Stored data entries
====================

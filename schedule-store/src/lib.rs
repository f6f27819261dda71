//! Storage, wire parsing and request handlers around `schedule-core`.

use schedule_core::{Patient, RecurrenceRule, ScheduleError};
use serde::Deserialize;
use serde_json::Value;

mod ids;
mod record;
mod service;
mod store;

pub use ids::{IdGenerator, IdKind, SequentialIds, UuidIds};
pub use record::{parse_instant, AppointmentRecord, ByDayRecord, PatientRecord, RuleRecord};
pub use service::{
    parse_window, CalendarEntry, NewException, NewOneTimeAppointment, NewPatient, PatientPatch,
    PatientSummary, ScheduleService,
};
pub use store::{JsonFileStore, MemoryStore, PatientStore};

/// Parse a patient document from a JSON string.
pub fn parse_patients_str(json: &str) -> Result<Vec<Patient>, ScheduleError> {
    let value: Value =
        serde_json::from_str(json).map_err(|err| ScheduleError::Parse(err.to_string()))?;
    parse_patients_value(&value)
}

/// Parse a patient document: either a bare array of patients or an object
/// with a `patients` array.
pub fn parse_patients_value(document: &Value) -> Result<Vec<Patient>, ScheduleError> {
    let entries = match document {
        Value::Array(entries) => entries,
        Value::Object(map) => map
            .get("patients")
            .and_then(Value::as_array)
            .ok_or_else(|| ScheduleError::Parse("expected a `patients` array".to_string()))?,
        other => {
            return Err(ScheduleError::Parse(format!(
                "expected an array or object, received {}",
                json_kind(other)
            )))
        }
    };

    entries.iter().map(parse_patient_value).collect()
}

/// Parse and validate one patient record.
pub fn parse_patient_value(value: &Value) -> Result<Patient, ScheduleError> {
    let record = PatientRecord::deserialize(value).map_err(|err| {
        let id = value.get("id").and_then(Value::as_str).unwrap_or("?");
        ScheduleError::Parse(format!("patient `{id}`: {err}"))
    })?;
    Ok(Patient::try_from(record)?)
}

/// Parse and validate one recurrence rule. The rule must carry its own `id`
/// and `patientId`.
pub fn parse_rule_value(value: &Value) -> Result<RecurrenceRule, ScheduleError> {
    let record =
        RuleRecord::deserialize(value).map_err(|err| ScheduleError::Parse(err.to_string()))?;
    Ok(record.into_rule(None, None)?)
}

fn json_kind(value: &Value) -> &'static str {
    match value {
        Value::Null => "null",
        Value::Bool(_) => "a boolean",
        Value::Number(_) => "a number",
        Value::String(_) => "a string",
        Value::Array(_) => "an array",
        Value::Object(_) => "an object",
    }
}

====================

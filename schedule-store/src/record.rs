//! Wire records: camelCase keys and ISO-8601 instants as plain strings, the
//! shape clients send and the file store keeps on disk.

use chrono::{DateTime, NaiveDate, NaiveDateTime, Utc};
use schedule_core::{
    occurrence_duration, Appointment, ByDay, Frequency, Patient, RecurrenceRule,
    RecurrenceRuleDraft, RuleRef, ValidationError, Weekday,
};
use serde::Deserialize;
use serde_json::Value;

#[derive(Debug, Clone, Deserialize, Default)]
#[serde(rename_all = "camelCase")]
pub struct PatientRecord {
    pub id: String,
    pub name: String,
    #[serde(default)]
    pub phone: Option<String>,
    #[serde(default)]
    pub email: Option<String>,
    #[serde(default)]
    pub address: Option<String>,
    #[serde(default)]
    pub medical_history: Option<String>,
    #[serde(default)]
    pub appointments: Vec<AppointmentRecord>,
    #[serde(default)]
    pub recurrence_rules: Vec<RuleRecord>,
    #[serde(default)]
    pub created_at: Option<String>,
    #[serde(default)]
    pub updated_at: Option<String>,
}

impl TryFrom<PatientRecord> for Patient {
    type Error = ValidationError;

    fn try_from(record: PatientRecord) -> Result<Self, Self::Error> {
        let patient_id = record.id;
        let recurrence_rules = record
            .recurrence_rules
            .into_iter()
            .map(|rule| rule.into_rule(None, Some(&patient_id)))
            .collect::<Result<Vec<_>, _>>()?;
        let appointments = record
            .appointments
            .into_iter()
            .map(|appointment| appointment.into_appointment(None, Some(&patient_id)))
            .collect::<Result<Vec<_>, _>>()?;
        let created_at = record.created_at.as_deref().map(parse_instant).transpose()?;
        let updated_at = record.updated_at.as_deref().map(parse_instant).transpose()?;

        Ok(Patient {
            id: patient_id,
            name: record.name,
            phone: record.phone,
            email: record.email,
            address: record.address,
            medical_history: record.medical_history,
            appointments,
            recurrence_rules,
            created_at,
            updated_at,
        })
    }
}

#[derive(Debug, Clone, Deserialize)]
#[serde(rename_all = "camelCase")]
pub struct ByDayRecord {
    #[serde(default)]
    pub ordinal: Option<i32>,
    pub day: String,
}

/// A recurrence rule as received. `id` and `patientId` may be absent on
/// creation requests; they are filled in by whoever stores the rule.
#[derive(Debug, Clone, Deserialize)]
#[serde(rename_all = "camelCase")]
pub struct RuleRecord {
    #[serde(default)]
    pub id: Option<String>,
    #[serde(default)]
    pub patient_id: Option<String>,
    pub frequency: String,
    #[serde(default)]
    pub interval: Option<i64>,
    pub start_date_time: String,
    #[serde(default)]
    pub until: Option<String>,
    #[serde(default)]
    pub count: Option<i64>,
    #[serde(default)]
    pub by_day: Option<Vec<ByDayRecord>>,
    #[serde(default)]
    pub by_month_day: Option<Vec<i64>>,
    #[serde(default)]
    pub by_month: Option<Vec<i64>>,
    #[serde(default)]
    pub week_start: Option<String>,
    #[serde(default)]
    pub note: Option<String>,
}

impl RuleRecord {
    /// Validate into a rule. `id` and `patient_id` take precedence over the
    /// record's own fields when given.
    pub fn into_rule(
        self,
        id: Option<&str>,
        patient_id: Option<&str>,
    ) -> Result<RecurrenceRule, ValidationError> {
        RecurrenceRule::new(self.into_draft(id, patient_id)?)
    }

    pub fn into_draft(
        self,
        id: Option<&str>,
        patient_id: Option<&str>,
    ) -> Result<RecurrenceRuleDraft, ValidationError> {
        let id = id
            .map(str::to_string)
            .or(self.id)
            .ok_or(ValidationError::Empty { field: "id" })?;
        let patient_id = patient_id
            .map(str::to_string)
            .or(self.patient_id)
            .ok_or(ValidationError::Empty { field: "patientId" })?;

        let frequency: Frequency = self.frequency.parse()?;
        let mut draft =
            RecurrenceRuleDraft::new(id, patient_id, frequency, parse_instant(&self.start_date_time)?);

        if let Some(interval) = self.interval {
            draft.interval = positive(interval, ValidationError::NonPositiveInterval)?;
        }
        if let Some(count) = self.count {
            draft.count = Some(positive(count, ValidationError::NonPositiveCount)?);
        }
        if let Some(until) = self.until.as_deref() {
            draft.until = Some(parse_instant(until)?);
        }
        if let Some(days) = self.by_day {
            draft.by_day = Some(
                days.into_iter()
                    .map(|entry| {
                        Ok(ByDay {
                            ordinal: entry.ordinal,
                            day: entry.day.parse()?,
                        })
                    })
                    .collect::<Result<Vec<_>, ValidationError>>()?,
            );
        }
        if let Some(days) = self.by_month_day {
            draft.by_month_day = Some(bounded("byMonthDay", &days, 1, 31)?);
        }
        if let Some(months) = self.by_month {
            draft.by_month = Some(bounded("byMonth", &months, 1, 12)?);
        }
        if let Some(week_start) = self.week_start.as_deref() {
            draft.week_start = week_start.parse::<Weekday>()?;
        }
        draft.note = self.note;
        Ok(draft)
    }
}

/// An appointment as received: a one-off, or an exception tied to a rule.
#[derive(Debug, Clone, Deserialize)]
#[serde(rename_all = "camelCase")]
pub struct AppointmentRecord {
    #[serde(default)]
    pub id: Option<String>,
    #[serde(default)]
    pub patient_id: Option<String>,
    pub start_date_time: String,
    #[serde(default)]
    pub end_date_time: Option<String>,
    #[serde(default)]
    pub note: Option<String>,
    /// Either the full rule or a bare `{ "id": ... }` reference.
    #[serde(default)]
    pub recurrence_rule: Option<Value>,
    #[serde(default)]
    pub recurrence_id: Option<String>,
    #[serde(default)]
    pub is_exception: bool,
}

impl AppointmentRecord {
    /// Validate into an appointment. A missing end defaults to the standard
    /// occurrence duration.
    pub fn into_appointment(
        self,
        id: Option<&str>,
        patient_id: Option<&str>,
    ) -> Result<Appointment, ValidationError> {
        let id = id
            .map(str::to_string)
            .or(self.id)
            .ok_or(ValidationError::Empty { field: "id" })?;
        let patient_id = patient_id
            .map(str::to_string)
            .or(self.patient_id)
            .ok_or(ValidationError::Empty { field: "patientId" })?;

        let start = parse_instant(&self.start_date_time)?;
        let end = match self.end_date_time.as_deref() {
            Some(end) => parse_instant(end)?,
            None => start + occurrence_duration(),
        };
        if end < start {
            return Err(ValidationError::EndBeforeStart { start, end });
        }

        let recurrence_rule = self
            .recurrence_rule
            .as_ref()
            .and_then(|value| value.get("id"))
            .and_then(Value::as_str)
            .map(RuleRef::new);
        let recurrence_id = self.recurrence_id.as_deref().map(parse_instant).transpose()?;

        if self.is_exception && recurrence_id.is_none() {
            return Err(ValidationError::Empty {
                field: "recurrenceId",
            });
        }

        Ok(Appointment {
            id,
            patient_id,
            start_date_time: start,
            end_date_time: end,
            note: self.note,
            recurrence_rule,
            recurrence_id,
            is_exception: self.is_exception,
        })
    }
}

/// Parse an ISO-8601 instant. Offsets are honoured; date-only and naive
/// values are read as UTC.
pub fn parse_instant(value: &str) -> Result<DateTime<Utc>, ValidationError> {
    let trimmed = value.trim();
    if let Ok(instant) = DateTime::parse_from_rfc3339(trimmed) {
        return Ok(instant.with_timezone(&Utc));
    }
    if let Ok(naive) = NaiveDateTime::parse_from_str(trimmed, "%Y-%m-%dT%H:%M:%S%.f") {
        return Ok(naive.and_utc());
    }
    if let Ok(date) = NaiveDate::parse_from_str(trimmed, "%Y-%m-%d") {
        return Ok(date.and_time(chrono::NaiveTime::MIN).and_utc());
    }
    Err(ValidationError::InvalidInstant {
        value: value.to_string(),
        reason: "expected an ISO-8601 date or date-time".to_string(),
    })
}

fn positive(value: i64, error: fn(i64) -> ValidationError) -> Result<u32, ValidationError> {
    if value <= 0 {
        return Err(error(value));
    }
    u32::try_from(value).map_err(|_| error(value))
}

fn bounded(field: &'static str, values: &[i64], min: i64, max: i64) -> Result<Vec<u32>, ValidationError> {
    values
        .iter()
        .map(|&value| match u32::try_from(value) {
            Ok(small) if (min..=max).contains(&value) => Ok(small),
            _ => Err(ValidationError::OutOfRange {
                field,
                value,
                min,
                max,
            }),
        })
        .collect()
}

====================

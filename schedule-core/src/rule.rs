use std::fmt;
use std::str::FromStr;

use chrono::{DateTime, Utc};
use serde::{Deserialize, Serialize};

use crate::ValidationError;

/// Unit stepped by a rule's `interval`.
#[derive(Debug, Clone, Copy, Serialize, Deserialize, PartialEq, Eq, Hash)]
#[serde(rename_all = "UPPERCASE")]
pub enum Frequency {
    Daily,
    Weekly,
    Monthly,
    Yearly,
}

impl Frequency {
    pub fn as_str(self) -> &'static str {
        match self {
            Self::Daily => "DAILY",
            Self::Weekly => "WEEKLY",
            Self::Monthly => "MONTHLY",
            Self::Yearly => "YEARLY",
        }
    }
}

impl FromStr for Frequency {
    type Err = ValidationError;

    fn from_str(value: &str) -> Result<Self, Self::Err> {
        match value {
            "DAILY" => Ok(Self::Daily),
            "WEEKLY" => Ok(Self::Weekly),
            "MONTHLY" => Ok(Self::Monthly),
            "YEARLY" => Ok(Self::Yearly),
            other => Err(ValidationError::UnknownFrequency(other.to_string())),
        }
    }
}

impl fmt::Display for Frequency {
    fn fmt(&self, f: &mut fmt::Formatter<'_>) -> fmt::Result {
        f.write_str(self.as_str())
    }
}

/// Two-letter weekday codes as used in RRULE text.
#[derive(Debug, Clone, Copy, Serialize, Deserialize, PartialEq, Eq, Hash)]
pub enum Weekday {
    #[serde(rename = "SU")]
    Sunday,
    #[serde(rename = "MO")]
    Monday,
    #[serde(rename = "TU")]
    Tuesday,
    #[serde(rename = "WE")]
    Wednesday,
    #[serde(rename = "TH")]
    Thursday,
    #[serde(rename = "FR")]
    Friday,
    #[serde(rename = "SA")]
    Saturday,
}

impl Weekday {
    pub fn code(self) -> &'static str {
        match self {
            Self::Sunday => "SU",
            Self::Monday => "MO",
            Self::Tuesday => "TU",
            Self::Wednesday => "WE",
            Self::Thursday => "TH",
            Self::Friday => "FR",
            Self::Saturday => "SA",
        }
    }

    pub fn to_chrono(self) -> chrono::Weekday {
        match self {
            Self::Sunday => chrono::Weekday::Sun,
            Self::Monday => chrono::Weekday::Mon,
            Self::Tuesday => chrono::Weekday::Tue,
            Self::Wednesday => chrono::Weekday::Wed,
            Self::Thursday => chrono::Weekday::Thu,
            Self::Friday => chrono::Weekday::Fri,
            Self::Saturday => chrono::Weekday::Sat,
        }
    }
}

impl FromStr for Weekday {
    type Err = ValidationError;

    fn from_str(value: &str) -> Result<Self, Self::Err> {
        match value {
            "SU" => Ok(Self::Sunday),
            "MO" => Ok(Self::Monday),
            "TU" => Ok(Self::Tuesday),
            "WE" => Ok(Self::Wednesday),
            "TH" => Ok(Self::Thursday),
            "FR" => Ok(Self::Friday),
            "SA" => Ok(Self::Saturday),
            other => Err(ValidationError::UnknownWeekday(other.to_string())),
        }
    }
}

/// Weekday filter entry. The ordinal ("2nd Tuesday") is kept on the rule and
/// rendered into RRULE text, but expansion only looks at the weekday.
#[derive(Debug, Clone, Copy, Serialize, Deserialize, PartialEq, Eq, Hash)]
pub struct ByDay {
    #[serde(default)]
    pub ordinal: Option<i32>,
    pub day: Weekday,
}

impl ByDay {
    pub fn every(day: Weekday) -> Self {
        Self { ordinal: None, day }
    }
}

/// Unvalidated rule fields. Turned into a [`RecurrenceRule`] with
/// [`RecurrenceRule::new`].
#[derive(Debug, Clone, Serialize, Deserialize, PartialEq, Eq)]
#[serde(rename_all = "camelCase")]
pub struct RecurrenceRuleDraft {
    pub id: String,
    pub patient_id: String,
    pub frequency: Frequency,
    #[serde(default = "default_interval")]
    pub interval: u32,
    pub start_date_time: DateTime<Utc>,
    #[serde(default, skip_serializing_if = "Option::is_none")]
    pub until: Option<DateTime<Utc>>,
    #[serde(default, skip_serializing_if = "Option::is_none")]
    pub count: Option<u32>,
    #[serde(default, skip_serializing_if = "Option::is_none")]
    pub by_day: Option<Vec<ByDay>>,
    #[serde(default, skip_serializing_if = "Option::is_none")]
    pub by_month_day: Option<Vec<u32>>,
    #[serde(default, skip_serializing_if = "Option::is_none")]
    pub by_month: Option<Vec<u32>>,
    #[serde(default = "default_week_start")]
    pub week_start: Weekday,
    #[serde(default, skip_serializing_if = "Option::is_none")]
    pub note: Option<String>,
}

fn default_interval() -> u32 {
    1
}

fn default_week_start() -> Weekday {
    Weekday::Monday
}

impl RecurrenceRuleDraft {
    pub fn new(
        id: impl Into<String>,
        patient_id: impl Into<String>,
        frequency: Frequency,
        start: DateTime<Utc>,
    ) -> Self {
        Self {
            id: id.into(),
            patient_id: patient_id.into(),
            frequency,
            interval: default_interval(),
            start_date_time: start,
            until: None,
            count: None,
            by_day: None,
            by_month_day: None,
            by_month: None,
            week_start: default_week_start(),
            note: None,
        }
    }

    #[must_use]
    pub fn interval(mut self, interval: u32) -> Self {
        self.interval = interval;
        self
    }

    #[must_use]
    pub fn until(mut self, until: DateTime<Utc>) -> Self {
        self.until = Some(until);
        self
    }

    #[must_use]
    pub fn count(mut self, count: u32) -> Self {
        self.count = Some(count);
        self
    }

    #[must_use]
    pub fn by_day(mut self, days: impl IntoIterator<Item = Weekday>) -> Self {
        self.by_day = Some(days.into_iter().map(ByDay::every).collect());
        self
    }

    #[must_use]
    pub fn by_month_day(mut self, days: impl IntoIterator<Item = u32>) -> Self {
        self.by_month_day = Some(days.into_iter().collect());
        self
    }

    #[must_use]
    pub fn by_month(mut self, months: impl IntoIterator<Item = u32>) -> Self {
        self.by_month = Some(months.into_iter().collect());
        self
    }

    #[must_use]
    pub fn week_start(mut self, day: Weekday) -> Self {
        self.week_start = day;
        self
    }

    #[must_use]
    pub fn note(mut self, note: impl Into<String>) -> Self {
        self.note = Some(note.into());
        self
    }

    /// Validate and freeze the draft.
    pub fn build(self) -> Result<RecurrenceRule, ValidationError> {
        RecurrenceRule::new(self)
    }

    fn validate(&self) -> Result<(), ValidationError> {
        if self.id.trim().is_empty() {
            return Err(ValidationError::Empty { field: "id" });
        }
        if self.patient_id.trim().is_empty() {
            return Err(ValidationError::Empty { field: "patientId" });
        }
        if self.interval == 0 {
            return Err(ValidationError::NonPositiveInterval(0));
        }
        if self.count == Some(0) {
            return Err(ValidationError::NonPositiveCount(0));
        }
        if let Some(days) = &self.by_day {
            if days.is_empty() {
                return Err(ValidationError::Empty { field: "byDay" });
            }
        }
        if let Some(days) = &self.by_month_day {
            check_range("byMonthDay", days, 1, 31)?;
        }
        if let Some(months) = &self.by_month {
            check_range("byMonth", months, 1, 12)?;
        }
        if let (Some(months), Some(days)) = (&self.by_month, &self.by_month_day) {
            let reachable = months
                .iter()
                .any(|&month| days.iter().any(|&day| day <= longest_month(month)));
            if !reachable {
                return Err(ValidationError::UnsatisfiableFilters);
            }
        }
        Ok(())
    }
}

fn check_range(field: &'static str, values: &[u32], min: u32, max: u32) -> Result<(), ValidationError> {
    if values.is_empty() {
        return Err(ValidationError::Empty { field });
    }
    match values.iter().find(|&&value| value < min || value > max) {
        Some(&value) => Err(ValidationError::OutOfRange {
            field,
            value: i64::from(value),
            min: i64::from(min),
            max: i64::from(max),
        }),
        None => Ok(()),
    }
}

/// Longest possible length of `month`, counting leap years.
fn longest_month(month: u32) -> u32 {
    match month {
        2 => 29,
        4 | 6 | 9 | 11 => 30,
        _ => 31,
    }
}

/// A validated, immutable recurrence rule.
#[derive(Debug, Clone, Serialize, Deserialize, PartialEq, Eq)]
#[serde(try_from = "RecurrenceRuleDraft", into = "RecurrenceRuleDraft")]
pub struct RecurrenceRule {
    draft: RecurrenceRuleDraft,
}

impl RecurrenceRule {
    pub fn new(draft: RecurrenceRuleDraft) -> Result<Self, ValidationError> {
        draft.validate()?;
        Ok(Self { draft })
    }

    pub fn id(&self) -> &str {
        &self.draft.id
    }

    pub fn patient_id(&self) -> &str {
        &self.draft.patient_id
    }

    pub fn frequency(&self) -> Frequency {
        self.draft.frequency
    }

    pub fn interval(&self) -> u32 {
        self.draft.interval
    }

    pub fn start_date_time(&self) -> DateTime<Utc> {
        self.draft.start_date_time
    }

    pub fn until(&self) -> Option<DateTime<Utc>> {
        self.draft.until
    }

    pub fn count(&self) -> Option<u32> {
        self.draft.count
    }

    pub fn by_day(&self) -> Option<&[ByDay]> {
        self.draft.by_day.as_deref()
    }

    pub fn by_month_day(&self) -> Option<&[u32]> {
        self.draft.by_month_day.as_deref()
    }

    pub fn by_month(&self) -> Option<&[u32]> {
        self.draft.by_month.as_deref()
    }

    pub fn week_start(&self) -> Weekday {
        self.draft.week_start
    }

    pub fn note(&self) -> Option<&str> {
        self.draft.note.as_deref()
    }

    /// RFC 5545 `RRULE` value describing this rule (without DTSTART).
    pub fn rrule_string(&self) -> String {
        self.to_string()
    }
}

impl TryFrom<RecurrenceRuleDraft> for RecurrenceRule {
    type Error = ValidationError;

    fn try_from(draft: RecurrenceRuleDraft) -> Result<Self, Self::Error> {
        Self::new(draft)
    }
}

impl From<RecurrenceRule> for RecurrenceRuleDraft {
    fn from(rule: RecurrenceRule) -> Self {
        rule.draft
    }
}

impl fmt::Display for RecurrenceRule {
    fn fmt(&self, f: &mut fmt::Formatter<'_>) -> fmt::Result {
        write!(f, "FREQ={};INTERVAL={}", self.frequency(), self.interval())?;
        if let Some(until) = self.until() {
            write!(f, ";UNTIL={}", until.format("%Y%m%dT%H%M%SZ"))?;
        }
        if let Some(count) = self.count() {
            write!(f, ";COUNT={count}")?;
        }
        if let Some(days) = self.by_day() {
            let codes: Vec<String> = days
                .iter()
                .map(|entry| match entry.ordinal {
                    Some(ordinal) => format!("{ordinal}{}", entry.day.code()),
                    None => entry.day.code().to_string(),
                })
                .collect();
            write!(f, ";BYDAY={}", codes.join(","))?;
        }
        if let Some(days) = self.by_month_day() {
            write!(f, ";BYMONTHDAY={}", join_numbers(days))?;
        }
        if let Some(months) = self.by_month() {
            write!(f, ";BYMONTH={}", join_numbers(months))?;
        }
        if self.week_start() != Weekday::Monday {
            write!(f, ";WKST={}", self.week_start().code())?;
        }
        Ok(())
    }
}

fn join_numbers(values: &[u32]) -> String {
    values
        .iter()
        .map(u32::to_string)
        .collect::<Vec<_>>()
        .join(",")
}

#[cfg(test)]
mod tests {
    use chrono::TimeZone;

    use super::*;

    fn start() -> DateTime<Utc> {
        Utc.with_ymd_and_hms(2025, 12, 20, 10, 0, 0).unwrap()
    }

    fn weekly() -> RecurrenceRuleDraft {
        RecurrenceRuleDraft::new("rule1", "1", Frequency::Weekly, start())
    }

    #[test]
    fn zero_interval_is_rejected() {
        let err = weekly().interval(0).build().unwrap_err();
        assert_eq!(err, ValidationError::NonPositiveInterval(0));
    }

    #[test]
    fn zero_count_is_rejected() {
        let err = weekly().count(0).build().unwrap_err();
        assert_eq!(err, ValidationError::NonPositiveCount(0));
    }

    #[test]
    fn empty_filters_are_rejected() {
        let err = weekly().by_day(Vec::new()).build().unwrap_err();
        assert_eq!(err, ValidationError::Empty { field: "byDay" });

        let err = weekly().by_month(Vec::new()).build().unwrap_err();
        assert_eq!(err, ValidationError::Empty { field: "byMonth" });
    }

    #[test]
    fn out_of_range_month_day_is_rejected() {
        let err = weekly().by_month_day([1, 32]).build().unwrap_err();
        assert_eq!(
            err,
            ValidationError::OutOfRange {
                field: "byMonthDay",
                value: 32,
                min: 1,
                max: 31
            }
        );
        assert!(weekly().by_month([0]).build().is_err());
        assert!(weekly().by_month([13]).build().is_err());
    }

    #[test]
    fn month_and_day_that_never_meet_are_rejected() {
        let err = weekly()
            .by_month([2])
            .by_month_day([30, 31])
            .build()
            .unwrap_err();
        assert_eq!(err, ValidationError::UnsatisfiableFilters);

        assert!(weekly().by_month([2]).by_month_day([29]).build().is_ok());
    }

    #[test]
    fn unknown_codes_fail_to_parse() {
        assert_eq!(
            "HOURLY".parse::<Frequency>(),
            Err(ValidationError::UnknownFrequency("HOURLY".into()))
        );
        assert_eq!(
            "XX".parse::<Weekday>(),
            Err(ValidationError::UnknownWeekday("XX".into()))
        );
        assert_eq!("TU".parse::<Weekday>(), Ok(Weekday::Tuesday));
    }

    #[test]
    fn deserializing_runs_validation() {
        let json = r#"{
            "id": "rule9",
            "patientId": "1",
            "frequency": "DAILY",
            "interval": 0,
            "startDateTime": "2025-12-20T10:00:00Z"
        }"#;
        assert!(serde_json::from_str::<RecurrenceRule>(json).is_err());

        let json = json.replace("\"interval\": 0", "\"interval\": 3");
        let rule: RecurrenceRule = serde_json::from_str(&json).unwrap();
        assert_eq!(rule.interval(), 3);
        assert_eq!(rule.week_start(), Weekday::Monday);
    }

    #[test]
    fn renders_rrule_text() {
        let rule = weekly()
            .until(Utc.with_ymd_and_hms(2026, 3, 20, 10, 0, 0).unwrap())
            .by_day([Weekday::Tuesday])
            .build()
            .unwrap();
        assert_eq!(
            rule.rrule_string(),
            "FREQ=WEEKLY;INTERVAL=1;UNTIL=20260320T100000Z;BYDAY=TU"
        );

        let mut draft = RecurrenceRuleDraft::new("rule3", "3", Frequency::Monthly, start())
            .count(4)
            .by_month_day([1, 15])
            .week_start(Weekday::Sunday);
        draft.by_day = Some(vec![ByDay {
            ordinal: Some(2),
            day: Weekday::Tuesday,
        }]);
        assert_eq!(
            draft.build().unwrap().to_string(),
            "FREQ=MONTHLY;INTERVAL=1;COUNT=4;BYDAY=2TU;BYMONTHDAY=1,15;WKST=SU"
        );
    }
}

====================

• [ASSIGNMENT]:
Report every line in the data that holds "ScheduleError", copying each one.

• [SOLUTION TO THIS PROBLEM]:
use schedule_core::{Patient, RecurrenceRule, ScheduleError};
pub fn parse_patients_str(json: &str) -> Result<Vec<Patient>, ScheduleError> {
        serde_json::from_str(json).map_err(|err| ScheduleError::Parse(err.to_string()))?;
pub fn parse_patients_value(document: &Value) -> Result<Vec<Patient>, ScheduleError> {
            .ok_or_else(|| ScheduleError::Parse("expected a `patients` array".to_string()))?,
            return Err(ScheduleError::Parse(format!(
pub fn parse_patient_value(value: &Value) -> Result<Patient, ScheduleError> {
        ScheduleError::Parse(format!("patient `{id}`: {err}"))
pub fn parse_rule_value(value: &Value) -> Result<RecurrenceRule, ScheduleError> {
        RuleRecord::deserialize(value).map_err(|err| ScheduleError::Parse(err.to_string()))?;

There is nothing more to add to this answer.